Por fim, Mesa Posta, Pratos Frios é a continuação de Enterro sem Defunto, escrito a partir do epílogo do livro anterior. Também é um romance policial, mas desta vez tratando de um crime de homicídio: um delegado e um traficante são mortos no início da trama, e a investigação gira em torno da possível relação entre as duas mortes.
Para você, qual é o objetivo da literatura?
Essa é uma pergunta muito ampla. A literatura tanto cria mundos quanto retrata o mundo em que vivemos, para que possamos refletir sobre a sociedade, sobre como as coisas são, como estão e como poderíamos mudá-las. Mas, como disse, é uma questão muito abrangente.
Você está trabalhando em algum projeto neste momento?
Sim, tenho dois livros inéditos. O primeiro, Cana, Corte e Sangue, fala sobre trabalhadores do corte de cana-de-açúcar em Alagoas. São boias-frias arrebanhados no sertão e levados para a zona da mata para trabalhar durante o período da safra. O livro retrata a vida na usina, a exploração e desmistifica a ideia do álcool como um combustível “limpo”, mostrando que o processo de produção da cana é feito de sangue, morte e destruição da natureza.
O segundo projeto é um livro sobre um serial killer que mata pessoas da comunidade LGBTQIA+. O Brasil é o país com as estatísticas mais alarmantes de assassinatos de pessoas dessa comunidade no mundo, e decidi abordar esse tema. Ambos os projetos são romances policiais.
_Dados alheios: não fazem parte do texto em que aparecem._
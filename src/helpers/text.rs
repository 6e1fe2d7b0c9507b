//! Text helpers for tags and reading time

use lazy_static::lazy_static;
use regex::Regex;

lazy_static! {
    static ref WHITESPACE_RUN: Regex = Regex::new(r"\s+").unwrap();
}

/// Words read per minute when estimating reading time
pub const WORDS_PER_MINUTE: usize = 200;

/// Canonical form of a tag for matching and URLs: lowercase, with every
/// whitespace run replaced by a single `-`
///
/// # Examples
/// ```ignore
/// normalize_tag("Machine  Learning") // -> "machine-learning"
/// ```
pub fn normalize_tag(tag: &str) -> String {
    WHITESPACE_RUN.replace_all(tag, "-").to_lowercase()
}

/// Turn a hyphenated slug into words. Strings that already contain a
/// space are returned as-is.
pub fn humanize(s: &str) -> String {
    if s.contains(' ') {
        return s.to_string();
    }
    s.replace('-', " ")
}

/// Estimated reading time in minutes
pub fn reading_time(text: &str) -> usize {
    // Splitting an empty string still yields one (empty) word
    let words = text.split_whitespace().count().max(1);
    words.div_ceil(WORDS_PER_MINUTE)
}

#[cfg(test)]
mod tests {
    use super::*;

    #[test]
    fn test_normalize_tag() {
        assert_eq!(normalize_tag("AI"), "ai");
        assert_eq!(normalize_tag("a i"), "a-i");
        assert_eq!(normalize_tag("A \t I"), "a-i");
        assert_eq!(normalize_tag("a-i"), "a-i");
        assert_eq!(normalize_tag("snake_case"), "snake_case");
    }

    #[test]
    fn test_humanize() {
        assert_eq!(humanize("machine-learning"), "machine learning");
        assert_eq!(humanize("already spaced-out"), "already spaced-out");
        assert_eq!(humanize("러스트"), "러스트");
    }

    #[test]
    fn test_reading_time() {
        assert_eq!(reading_time(""), 1);
        assert_eq!(reading_time(&"word ".repeat(200)), 1);
        assert_eq!(reading_time(&"word ".repeat(201)), 2);
    }
}
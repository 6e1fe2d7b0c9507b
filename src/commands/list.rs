//! List site content

use anyhow::Result;
use std::collections::BTreeMap;

use crate::content::PostRepository;
use crate::Folio;

/// List site content by type
pub fn run(folio: &Folio, content_type: &str) -> Result<()> {
    let repo = folio.repository();

    match content_type {
        "post" | "posts" => {
            let posts = repo.list_posts();
            println!("Posts ({}):", posts.len());
            for post in posts {
                println!("  {} - {} [{}]", post.date, post.title, post.slug);
            }
        }
        "tag" | "tags" => {
            let counts = tag_counts(&repo);
            println!("Tags ({}):", counts.len());
            let mut tags: Vec<_> = counts.into_iter().collect();
            tags.sort_by(|a, b| b.1.cmp(&a.1));
            for (tag, count) in tags {
                println!("  {} ({})", tag, count);
            }
        }
        _ => {
            anyhow::bail!("Unknown type: {}. Available: post, tag", content_type);
        }
    }

    Ok(())
}

/// Published-post count per tag, as written in the posts
fn tag_counts<R: PostRepository + ?Sized>(repo: &R) -> BTreeMap<String, usize> {
    let mut counts = BTreeMap::new();
    for post in repo.list_posts() {
        for tag in post.tags {
            *counts.entry(tag).or_insert(0) += 1;
        }
    }
    counts
}

#[cfg(test)]
mod tests {
    use super::*;
    use crate::config::SiteConfig;
    use std::fs;
    use tempfile::TempDir;

    #[test]
    fn test_tag_counts_skip_unpublished() {
        let tmp = TempDir::new().unwrap();
        let folio = Folio::with_config(tmp.path().to_path_buf(), SiteConfig::default());
        fs::create_dir_all(&folio.content_dir).unwrap();
        fs::write(folio.content_dir.join("a.md"), "---\ntags: [Rust, Go]\n---\n").unwrap();
        fs::write(folio.content_dir.join("b.md"), "---\ntags: [Rust]\n---\n").unwrap();
        fs::write(
            folio.content_dir.join("c.md"),
            "---\ntags: [Go]\npublished: false\n---\n",
        )
        .unwrap();

        let counts = tag_counts(&folio.repository());
        assert_eq!(counts.get("Rust"), Some(&2));
        assert_eq!(counts.get("Go"), Some(&1));
    }

    #[test]
    fn test_unknown_type() {
        let tmp = TempDir::new().unwrap();
        let folio = Folio::with_config(tmp.path().to_path_buf(), SiteConfig::default());
        assert!(run(&folio, "category").is_err());
    }
}
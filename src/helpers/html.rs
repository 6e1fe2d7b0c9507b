//! HTML helper functions

/// Simple HTML escaping
pub fn escape_html(s: &str) -> String {
    s.replace('&', "&amp;")
        .replace('<', "&lt;")
        .replace('>', "&gt;")
        .replace('"', "&quot;")
        .replace('\'', "&#39;")
}

/// Strip HTML tags from content
pub fn strip_html(html: &str) -> String {
    let mut result = String::with_capacity(html.len());
    let mut in_tag = false;
    for c in html.chars() {
        match c {
            '<' => in_tag = true,
            '>' => in_tag = false,
            _ if !in_tag => result.push(c),
            _ => {}
        }
    }
    result
}
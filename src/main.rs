//! CLI entry point for folio

use anyhow::Result;
use clap::{Parser, Subcommand};
use std::path::PathBuf;
use tracing_subscriber::{layer::SubscriberExt, util::SubscriberInitExt};

use folio::Folio;

#[derive(Parser)]
#[command(name = "folio")]
#[command(version)]
#[command(about = "A markdown blog engine with tag and search listings", long_about = None)]
struct Cli {
    /// Set the base directory (defaults to current directory)
    #[arg(short, long, global = true)]
    cwd: Option<PathBuf>,

    /// Enable debug output
    #[arg(short, long, global = true)]
    debug: bool,

    #[command(subcommand)]
    command: Commands,
}

#[derive(Subcommand)]
enum Commands {
    /// Export the search index
    Build,

    /// Export the static site
    #[command(alias = "g")]
    Generate,

    /// Start a local server
    #[command(alias = "s")]
    Server {
        /// Port to listen on
        #[arg(short, long, default_value = "3000")]
        port: u16,

        /// IP address to bind to
        #[arg(short, long, default_value = "localhost")]
        ip: String,

        /// Rebuild the search index when posts change
        #[arg(short, long)]
        watch: bool,
    },

    /// List site information
    List {
        /// Type of content to list (post, tag)
        #[arg(default_value = "post")]
        r#type: String,
    },

    /// Display version information
    Version,
}

#[tokio::main]
async fn main() -> Result<()> {
    let cli = Cli::parse();

    // Initialize logging
    let filter = if cli.debug {
        "folio=debug,info"
    } else {
        "folio=info"
    };

    tracing_subscriber::registry()
        .with(
            tracing_subscriber::EnvFilter::try_from_default_env().unwrap_or_else(|_| filter.into()),
        )
        .with(tracing_subscriber::fmt::layer())
        .init();

    let base_dir = match cli.cwd {
        Some(dir) => dir,
        None => std::env::current_dir()?,
    };

    match cli.command {
        Commands::Build => {
            let folio = Folio::new(&base_dir)?;
            tracing::info!("Generating search data...");
            folio.build()?;
        }

        Commands::Generate => {
            let folio = Folio::new(&base_dir)?;
            tracing::info!("Generating static files...");
            folio.generate()?;
        }

        Commands::Server { port, ip, watch } => {
            let folio = Folio::new(&base_dir)?;

            // Clients fetch the exported index from public_dir
            folio.build()?;

            tracing::info!("Starting server at http://{}:{}", ip, port);
            folio::server::start(&folio, &ip, port, watch).await?;
        }

        Commands::List { r#type } => {
            let folio = Folio::new(&base_dir)?;
            folio::commands::list::run(&folio, &r#type)?;
        }

        Commands::Version => {
            println!("folio version {}", env!("CARGO_PKG_VERSION"));
        }
    }

    Ok(())
}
Como você gostaria que seus leitores enxergassem sua obra?
Gostaria que lessem minha literatura com atenção e refletissem sobre a relação entre a ficção nas minhas obras e a realidade que vivemos.
Como é ser escritor hoje em dia?
Acho que o escritor hoje enfrenta os mesmos desafios de sempre: as contradições, as dificuldades de publicação e a inserção do artista na sociedade, marcada pela controvérsia do pensamento de quem cria. O escritor é um artista que fica entre os mundos da criação e da ficção.
Qual a sua avaliação sobre o Café Literário do Notibras?
Sem dúvida, é um portal de riqueza enorme e diversidade de temas dentro da literatura e das artes. Estou muito orgulhoso em fazer parte deste momento, concedendo esta entrevista.
Tem alguma coisa que eu não perguntei e você gostaria de falar?
Gostaria de falar um pouco sobre o papel do artista na sociedade. Acho que é obrigação do artista lutar pela democracia, estar contra o racismo e contra o autoritarismo. Sem liberdade, não há possibilidade de criação – ou, se há, é muito mais difícil o trabalho e a sobrevivência do artista.
Como dizia Jorge Amado, a pena e a máquina de escrever são tão importantes no combate ao fascismo quanto o fuzil e a metralhadora. Ele disse isso nos anos 1940, durante a expansão do fascismo no mundo e também aqui no Brasil.
Meastro Cuti também falava algo parecido: que é impossível para o artista não se comover ou se envolver na luta pelos direitos das pessoas oprimidas e menos favorecidas. Então, acho que o papel do artista é se envolver no momento social em que seu povo vive e lutar por ele – o povo oprimido, o povo trabalhador, o povo injustiçado.